256. Ovarian lymphatic vascular development is hormonally regulated and Adamts1-dependent

Abstract

The lymphatic system is important for return of extra-vascular fluid to the blood circulation, conductance of hormones and immune cell trafficking. Delicate hormonal control of fluid conductance during reproductive cycles is exemplified by the ovarian hyperstimulation syndrome, a dangerous condition of hypovolemia caused by fluid accumulation in the abdomen and reproductive tissues, in response to hormonal hyperstimulation. This study is the first to investigate the relationship between ovarian lymphatic development and follicle growth. Quantitative morphometric analysis of vessel size and number in mouse ovary revealed, for the first time, that the ovarian lymphatic vasculature develops postnatally and in synchrony with the induction of ovarian CYP19a1 (Aromatase); the time when secondary follicles become FSH-responsive and estrogenic.

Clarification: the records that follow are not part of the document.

//! Pamoja Chat - encrypted conversation history and AI chat turns for web and WhatsApp

pub mod api;
pub mod auth;
pub mod config;
pub mod crypto;
pub mod identity;
pub mod models;
pub mod orchestrator;
pub mod services;
pub mod storage;

// Re-export main types for convenience
pub use crate::api::routes::{create_router, ApiDoc, AppState};
pub use crate::config::Config;
pub use crate::crypto::{CipherError, EncryptedPayload, HistoryCipher};
pub use crate::identity::{Channel, Identity, LookupKey};
pub use crate::models::internal::{Conversation, Message, NewConversation, NewMessage};
pub use crate::orchestrator::{ChatError, ChatOrchestrator, TurnOutcome, TurnSettings};
pub use crate::services::{CompletionProvider, MessageSender, OpenAiCompatibleClient, WhatsAppClient};
pub use crate::storage::db::init_db;
pub use crate::storage::repository::{ConversationRepository, SeaOrmConversationRepository};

Mechanistically, we found that the FSH-analogue eCG mediates induction of lymphatic vascular endothelial growth factor Vegfd and the receptor Vegfr3 (Flt4) in granulosa cells. Importantly, stimulation with eCG also enhanced ovarian lymphatic vessel number and size. However, formation of ovarian lymphatics also required the matrix-remodelling protease Adamts1, since ovaries from Adamts1−/− mice failed to undergo normal lymphatic vascular development. Treatment of Adamts1 null mice with eCG significantly increased the number and size of ovarian lymphatic vessels, however, the vessels were still smaller and fewer in number than wildtypes. These combined results indicate that the ovarian lymphatic system develops in response to hormonal signals, which promote folliculogenesis, through induction of lymphangiogenic factors in granulosa cells; as well as involving Adamts1-dependent mechanisms. This study is the first demonstration of the novel principle of hormonal regulation of lymphangiogenesis in any tissue and suggests a requirement for functional lymphatics during normal folliculogenesis. In addition our results inform the elucidation of the tightly regulated processes that control fluid dynamics and immune cell surveillance within reproductive tissues.